Author: Max Reinhardt
View album and artist detailsArtist/band: |
Aida Nadeem |
Label: |
URUK Records |
Magazine Review Date: |
July/2013 |
This album has an impressive cast list. To name but three: Iraqi vocalist, and composer Aida Nadeem, Tunisian oud player and electronics wizard Smadj and Norwegian jazz guitarist and producer Joakim Frøystein. They’ve received an impressive amount of radio play across Europe, but somehow or other the whole project doesn’t quite gel. The highly skilled production seamlessly mixes organic instruments with electronic effects, programming and ingenious laptop wrangling to create a 21st-century pan-Arabic orchestra.
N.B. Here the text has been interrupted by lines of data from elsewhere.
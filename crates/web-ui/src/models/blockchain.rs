//! Read-only ledger models

use chrono::{DateTime, Utc};
use serde::{Deserialize, Serialize};

/// `GET /blockchain/stats`
#[derive(Serialize, Deserialize, Clone, Debug, PartialEq)]
pub struct BlockchainStats {
    pub total_blocks: u64,
    pub total_reservations: u64,
    pub blockchain_type: String,
    pub status: String,
    #[serde(default)]
    pub last_block_time: Option<String>,
}

#[derive(Serialize, Deserialize, Clone, Debug, PartialEq)]
pub struct Block {
    pub index: u64,
    pub timestamp: String,
    #[serde(default)]
    pub data: serde_json::Value,
    pub previous_hash: String,
    pub hash: String,
    #[serde(default)]
    pub nonce: u64,
}

/// `GET /blockchain/blocks`
#[derive(Serialize, Deserialize, Clone, Debug, Default)]
pub struct BlocksResponse {
    #[serde(default)]
    pub blocks: Vec<Block>,
}

impl Block {
    /// First and last characters of the hash, for table cells
    pub fn short_hash(&self) -> String {
        shorten_hash(&self.hash)
    }

    pub fn display_time(&self) -> String {
        format_timestamp(&self.timestamp)
    }
}

pub fn shorten_hash(hash: &str) -> String {
    if hash.len() <= 16 || !hash.is_ascii() {
        return hash.to_string();
    }
    format!("{}...{}", &hash[..8], &hash[hash.len() - 8..])
}

/// RFC 3339 timestamps become `YYYY-MM-DD HH:MM:SS UTC`; anything else is shown raw
pub fn format_timestamp(raw: &str) -> String {
    match DateTime::parse_from_rfc3339(raw) {
        Ok(parsed) => parsed
            .with_timezone(&Utc)
            .format("%Y-%m-%d %H:%M:%S UTC")
            .to_string(),
        Err(_) => raw.to_string(),
    }
}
Nadeem’s vocals, on the other hand, don’t seem to punch their weight in the middle of all that musical action. Her passionate vocals are overwhelmed within the powerful density of the mix. Her voice isn’t allowed to flower, its resonance often depleted by excessive compression and delay, which diminishes its mid-range. That said, on the more stripped-down track ‘Iraqi Folk’, the whole production fires on all cylinders and there’s thrilling playing on the djoze (an ancient Arabic bowed instrument similar to a viola da gamba) by Iraqi virtuoso Bassem Hawar, as the group give new musical life to a traditional Iraqi song. Nadeem’s vision is compelling, but maybe she needs to make her voice the centre of her next album.
For non-Arabic speakers, translations would be very welcome, particularly of the words of the stunning late Palestinian poet, Mahmoud Darwish, which graces ‘Raheel’.